(Stored items)
==*==
use async_trait::async_trait;
use uuid::Uuid;

use crate::entities::{
    Acceptance, Arbitration, Customer, Driver, DriverOffer, NewRequest, Payment, ServiceRequest,
};
use crate::error::Error;

#[async_trait]
pub trait CustomerAPI {
    async fn create_customer(&self, name: String) -> Result<Customer, Error>;

    async fn find_customer(&self, id: Uuid) -> Result<Customer, Error>;
}

#[async_trait]
pub trait DriverAPI {
    async fn create_driver(&self, name: String) -> Result<Driver, Error>;

    async fn find_driver(&self, id: Uuid) -> Result<Driver, Error>;

    async fn start_driver(&self, id: Uuid) -> Result<Driver, Error>;

    /// Takes the driver offline and withdraws every offer still pending.
    async fn stop_driver(&self, id: Uuid) -> Result<Driver, Error>;
}

#[async_trait]
pub trait RequestAPI {
    async fn create_request(&self, draft: NewRequest) -> Result<ServiceRequest, Error>;

    async fn find_request(&self, id: Uuid) -> Result<ServiceRequest, Error>;

    async fn list_requests(&self, customer_id: Uuid) -> Result<Vec<ServiceRequest>, Error>;

    async fn complete_request(&self, id: Uuid) -> Result<u64, Error>;

    async fn cancel_request(&self, id: Uuid) -> Result<u64, Error>;
}

#[async_trait]
pub trait OfferAPI {
    /// Returns `None` when the request is no longer open for offers.
    async fn submit_offer(
        &self,
        request_id: Uuid,
        driver_id: Uuid,
        price: i64,
    ) -> Result<Option<DriverOffer>, Error>;

    async fn find_offer(&self, id: Uuid) -> Result<DriverOffer, Error>;

    async fn list_offers(&self, request_id: Uuid) -> Result<Vec<DriverOffer>, Error>;

    async fn withdraw_offer(&self, id: Uuid) -> Result<u64, Error>;

    async fn withdraw_all_offers(&self, driver_id: Uuid) -> Result<u64, Error>;

    async fn accept_offer(&self, acceptance: Acceptance) -> Result<Arbitration, Error>;

    async fn reject_competing_offers(&self, request_id: Uuid, driver_id: Uuid)
        -> Result<u64, Error>;
}

#[async_trait]
pub trait PaymentAPI {
    async fn find_payment(&self, id: Uuid) -> Result<Payment, Error>;
}

pub trait API: CustomerAPI + DriverAPI + RequestAPI + OfferAPI + PaymentAPI {}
==*==
### Work request
All of the records above are to be repeated exactly.

### Written answer
use async_trait::async_trait;
use uuid::Uuid;

use crate::entities::{
    Acceptance, Arbitration, Customer, Driver, DriverOffer, NewRequest, Payment, ServiceRequest,
};
use crate::error::Error;

#[async_trait]
pub trait CustomerAPI {
    async fn create_customer(&self, name: String) -> Result<Customer, Error>;

    async fn find_customer(&self, id: Uuid) -> Result<Customer, Error>;
}

#[async_trait]
pub trait DriverAPI {
    async fn create_driver(&self, name: String) -> Result<Driver, Error>;

    async fn find_driver(&self, id: Uuid) -> Result<Driver, Error>;

    async fn start_driver(&self, id: Uuid) -> Result<Driver, Error>;

    /// Takes the driver offline and withdraws every offer still pending.
    async fn stop_driver(&self, id: Uuid) -> Result<Driver, Error>;
}

#[async_trait]
pub trait RequestAPI {
    async fn create_request(&self, draft: NewRequest) -> Result<ServiceRequest, Error>;

    async fn find_request(&self, id: Uuid) -> Result<ServiceRequest, Error>;

    async fn list_requests(&self, customer_id: Uuid) -> Result<Vec<ServiceRequest>, Error>;

    async fn complete_request(&self, id: Uuid) -> Result<u64, Error>;

    async fn cancel_request(&self, id: Uuid) -> Result<u64, Error>;
}

#[async_trait]
pub trait OfferAPI {
    /// Returns `None` when the request is no longer open for offers.
    async fn submit_offer(
        &self,
        request_id: Uuid,
        driver_id: Uuid,
        price: i64,
    ) -> Result<Option<DriverOffer>, Error>;

    async fn find_offer(&self, id: Uuid) -> Result<DriverOffer, Error>;

    async fn list_offers(&self, request_id: Uuid) -> Result<Vec<DriverOffer>, Error>;

    async fn withdraw_offer(&self, id: Uuid) -> Result<u64, Error>;

    async fn withdraw_all_offers(&self, driver_id: Uuid) -> Result<u64, Error>;

    async fn accept_offer(&self, acceptance: Acceptance) -> Result<Arbitration, Error>;

    async fn reject_competing_offers(&self, request_id: Uuid, driver_id: Uuid)
        -> Result<u64, Error>;
}

#[async_trait]
pub trait PaymentAPI {
    async fn find_payment(&self, id: Uuid) -> Result<Payment, Error>;
}

pub trait API: CustomerAPI + DriverAPI + RequestAPI + OfferAPI + PaymentAPI {}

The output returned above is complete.